▶ [What the task requires] Could you set down the full listing, unchanged?

▶ [Records provided]
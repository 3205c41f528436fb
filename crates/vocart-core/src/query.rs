use crate::Result;
use url::Url;
use url::form_urlencoded::byte_serialize;

const DEFAULT_BASE_URL: &str = "https://www.amazon.in/";
const DEFAULT_CURRENCY: &str = "₹";

/// The storefront a session runs against
#[derive(Debug, Clone, PartialEq, Eq)]
pub struct Marketplace {
    base: Url,
    currency: String,
}

impl Default for Marketplace {
    fn default() -> Self {
        Self {
            base: Url::parse(DEFAULT_BASE_URL).expect("default marketplace URL is valid"),
            currency: DEFAULT_CURRENCY.to_string(),
        }
    }
}

impl Marketplace {
    /// Create a marketplace from a base URL; a missing scheme defaults to https
    pub fn new(base_url: &str, currency: impl Into<String>) -> Result<Self> {
        let base_url = if !base_url.starts_with("http://") && !base_url.starts_with("https://") {
            format!("https://{}", base_url)
        } else {
            base_url.to_string()
        };
        let mut base = Url::parse(&base_url)?;
        base.set_path("/");
        base.set_query(None);

        Ok(Self {
            base,
            currency: currency.into(),
        })
    }

    pub fn home_url(&self) -> &str {
        self.base.as_str()
    }

    /// Currency symbol prefixed to prices assembled from whole and fraction parts
    pub fn currency(&self) -> &str {
        &self.currency
    }

    /// Search results URL; spaces become `+`, other reserved characters are percent-encoded
    pub fn search_url(&self, term: &str) -> String {
        let query: String = byte_serialize(term.trim().as_bytes()).collect();
        format!("{}s?k={}", self.base, query)
    }

    /// OpenID sign-in page that returns to the home page once authenticated
    pub fn sign_in_url(&self) -> Result<Url> {
        const IDENTIFIER_SELECT: &str = "http://specs.openid.net/auth/2.0/identifier_select";

        let url = Url::parse_with_params(
            self.base.join("ap/signin")?.as_str(),
            &[
                ("openid.pape.max_auth_age", "0"),
                ("openid.return_to", self.base.as_str()),
                ("openid.identity", IDENTIFIER_SELECT),
                ("openid.assoc_handle", "inflex"),
                ("openid.mode", "checkid_setup"),
                ("openid.claimed_id", IDENTIFIER_SELECT),
                ("openid.ns", "http://specs.openid.net/auth/2.0"),
            ],
        )?;
        Ok(url)
    }
}

/// Pull the ASIN out of a product link such as `/Some-Name/dp/B0ABC12345/ref=...`
pub fn asin_from_link(link: &str) -> Option<String> {
    let (_, rest) = link.split_once("/dp/")?;
    let asin = rest
        .split(['/', '?', '#'])
        .next()
        .filter(|segment| !segment.is_empty())?;
    Some(asin.to_string())
}

#[cfg(test)]
mod tests {
    use super::*;

    #[test]
    fn test_search_url_joins_terms_with_plus() {
        let marketplace = Marketplace::default();
        assert_eq!(
            marketplace.search_url("wireless mouse"),
            "https://www.amazon.in/s?k=wireless+mouse"
        );
    }

    #[test]
    fn test_search_url_encodes_reserved_characters() {
        let marketplace = Marketplace::default();
        assert_eq!(
            marketplace.search_url("usb c & hdmi"),
            "https://www.amazon.in/s?k=usb+c+%26+hdmi"
        );
    }

    #[test]
    fn test_custom_base_url_without_scheme() {
        let marketplace = Marketplace::new("www.amazon.com/gp/home?x=1", "$").unwrap();
        assert_eq!(marketplace.home_url(), "https://www.amazon.com/");
        assert_eq!(marketplace.currency(), "$");
        assert_eq!(
            marketplace.search_url("desk lamp"),
            "https://www.amazon.com/s?k=desk+lamp"
        );
    }

    #[test]
    fn test_invalid_base_url() {
        assert!(Marketplace::new("https://", "₹").is_err());
    }

    #[test]
    fn test_sign_in_url_returns_home() {
        let url = Marketplace::default().sign_in_url().unwrap();
        assert_eq!(url.path(), "/ap/signin");

        let return_to = url
            .query_pairs()
            .find(|(key, _)| key == "openid.return_to")
            .map(|(_, value)| value.into_owned());
        assert_eq!(return_to.as_deref(), Some("https://www.amazon.in/"));
    }

    #[test]
    fn test_asin_from_link() {
        assert_eq!(
            asin_from_link(
                "https://www.amazon.in/Logitech-Mouse/dp/B07W6JN8V8/ref=sr_1_1?keywords=mouse"
            ),
            Some("B07W6JN8V8".to_string())
        );
        assert_eq!(
            asin_from_link("https://www.amazon.in/dp/B0C1234567?th=1"),
            Some("B0C1234567".to_string())
        );
        assert_eq!(asin_from_link("https://www.amazon.in/s?k=mouse"), None);
        assert_eq!(asin_from_link("https://www.amazon.in/dp/"), None);
    }
}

▶ [Answer to the exercise]
repository 3205c41f528436fb
filename crates/vocart-core/src/query.rs
use crate::Result;
use url::Url;
use url::form_urlencoded::byte_serialize;

const DEFAULT_BASE_URL: &str = "https://www.amazon.in/";
const DEFAULT_CURRENCY: &str = "₹";

/// The storefront a session runs against
#[derive(Debug, Clone, PartialEq, Eq)]
pub struct Marketplace {
    base: Url,
    currency: String,
}

impl Default for Marketplace {
    fn default() -> Self {
        Self {
            base: Url::parse(DEFAULT_BASE_URL).expect("default marketplace URL is valid"),
            currency: DEFAULT_CURRENCY.to_string(),
        }
    }
}

impl Marketplace {
    /// Create a marketplace from a base URL; a missing scheme defaults to https
    pub fn new(base_url: &str, currency: impl Into<String>) -> Result<Self> {
        let base_url = if !base_url.starts_with("http://") && !base_url.starts_with("https://") {
            format!("https://{}", base_url)
        } else {
            base_url.to_string()
        };
        let mut base = Url::parse(&base_url)?;
        base.set_path("/");
        base.set_query(None);

        Ok(Self {
            base,
            currency: currency.into(),
        })
    }

    pub fn home_url(&self) -> &str {
        self.base.as_str()
    }

    /// Currency symbol prefixed to prices assembled from whole and fraction parts
    pub fn currency(&self) -> &str {
        &self.currency
    }

    /// Search results URL; spaces become `+`, other reserved characters are percent-encoded
    pub fn search_url(&self, term: &str) -> String {
        let query: String = byte_serialize(term.trim().as_bytes()).collect();
        format!("{}s?k={}", self.base, query)
    }

    /// OpenID sign-in page that returns to the home page once authenticated
    pub fn sign_in_url(&self) -> Result<Url> {
        const IDENTIFIER_SELECT: &str = "http://specs.openid.net/auth/2.0/identifier_select";

        let url = Url::parse_with_params(
            self.base.join("ap/signin")?.as_str(),
            &[
                ("openid.pape.max_auth_age", "0"),
                ("openid.return_to", self.base.as_str()),
                ("openid.identity", IDENTIFIER_SELECT),
                ("openid.assoc_handle", "inflex"),
                ("openid.mode", "checkid_setup"),
                ("openid.claimed_id", IDENTIFIER_SELECT),
                ("openid.ns", "http://specs.openid.net/auth/2.0"),
            ],
        )?;
        Ok(url)
    }
}

/// Pull the ASIN out of a product link such as `/Some-Name/dp/B0ABC12345/ref=...`
pub fn asin_from_link(link: &str) -> Option<String> {
    let (_, rest) = link.split_once("/dp/")?;
    let asin = rest
        .split(['/', '?', '#'])
        .next()
        .filter(|segment| !segment.is_empty())?;
    Some(asin.to_string())
}

#[cfg(test)]
mod tests {
    use super::*;

    #[test]
    fn test_search_url_joins_terms_with_plus() {
        let marketplace = Marketplace::default();
        assert_eq!(
            marketplace.search_url("wireless mouse"),
            "https://www.amazon.in/s?k=wireless+mouse"
        );
    }

    #[test]
    fn test_search_url_encodes_reserved_characters() {
        let marketplace = Marketplace::default();
        assert_eq!(
            marketplace.search_url("usb c & hdmi"),
            "https://www.amazon.in/s?k=usb+c+%26+hdmi"
        );
    }

    #[test]
    fn test_custom_base_url_without_scheme() {
        let marketplace = Marketplace::new("www.amazon.com/gp/home?x=1", "$").unwrap();
        assert_eq!(marketplace.home_url(), "https://www.amazon.com/");
        assert_eq!(marketplace.currency(), "$");
        assert_eq!(
            marketplace.search_url("desk lamp"),
            "https://www.amazon.com/s?k=desk+lamp"
        );
    }

    #[test]
    fn test_invalid_base_url() {
        assert!(Marketplace::new("https://", "₹").is_err());
    }

    #[test]
    fn test_sign_in_url_returns_home() {
        let url = Marketplace::default().sign_in_url().unwrap();
        assert_eq!(url.path(), "/ap/signin");

        let return_to = url
            .query_pairs()
            .find(|(key, _)| key == "openid.return_to")
            .map(|(_, value)| value.into_owned());
        assert_eq!(return_to.as_deref(), Some("https://www.amazon.in/"));
    }

    #[test]
    fn test_asin_from_link() {
        assert_eq!(
            asin_from_link(
                "https://www.amazon.in/Logitech-Mouse/dp/B07W6JN8V8/ref=sr_1_1?keywords=mouse"
            ),
            Some("B07W6JN8V8".to_string())
        );
        assert_eq!(
            asin_from_link("https://www.amazon.in/dp/B0C1234567?th=1"),
            Some("B0C1234567".to_string())
        );
        assert_eq!(asin_from_link("https://www.amazon.in/s?k=mouse"), None);
        assert_eq!(asin_from_link("https://www.amazon.in/dp/"), None);
    }
}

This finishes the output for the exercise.